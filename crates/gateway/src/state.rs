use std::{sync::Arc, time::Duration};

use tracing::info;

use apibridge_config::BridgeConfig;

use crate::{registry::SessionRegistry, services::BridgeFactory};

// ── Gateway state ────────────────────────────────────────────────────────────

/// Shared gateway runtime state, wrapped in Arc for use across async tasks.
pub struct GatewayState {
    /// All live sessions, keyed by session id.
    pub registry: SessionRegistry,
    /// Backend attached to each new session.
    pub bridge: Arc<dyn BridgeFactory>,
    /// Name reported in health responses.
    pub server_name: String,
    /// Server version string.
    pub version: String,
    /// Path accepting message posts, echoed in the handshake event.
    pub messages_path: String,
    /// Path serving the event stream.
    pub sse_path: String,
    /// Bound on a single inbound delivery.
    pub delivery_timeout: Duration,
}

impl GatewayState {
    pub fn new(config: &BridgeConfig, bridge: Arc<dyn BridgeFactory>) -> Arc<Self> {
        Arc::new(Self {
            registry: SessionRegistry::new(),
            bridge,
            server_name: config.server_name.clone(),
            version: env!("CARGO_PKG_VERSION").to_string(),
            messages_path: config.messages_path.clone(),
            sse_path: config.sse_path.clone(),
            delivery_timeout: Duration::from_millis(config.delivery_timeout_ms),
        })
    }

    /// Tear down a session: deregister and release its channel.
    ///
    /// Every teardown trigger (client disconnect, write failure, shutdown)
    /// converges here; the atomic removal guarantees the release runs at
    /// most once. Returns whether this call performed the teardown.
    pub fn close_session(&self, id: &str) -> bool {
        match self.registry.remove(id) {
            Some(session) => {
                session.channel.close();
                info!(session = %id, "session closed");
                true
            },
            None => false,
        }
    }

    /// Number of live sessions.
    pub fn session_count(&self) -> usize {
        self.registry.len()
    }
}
....
## WHAT YOU SHOULD DO
Show all lines above that contain "clone".

## ANSWER BELOW
            server_name: config.server_name.clone(),
            messages_path: config.messages_path.clone(),
            sse_path: config.sse_path.clone(),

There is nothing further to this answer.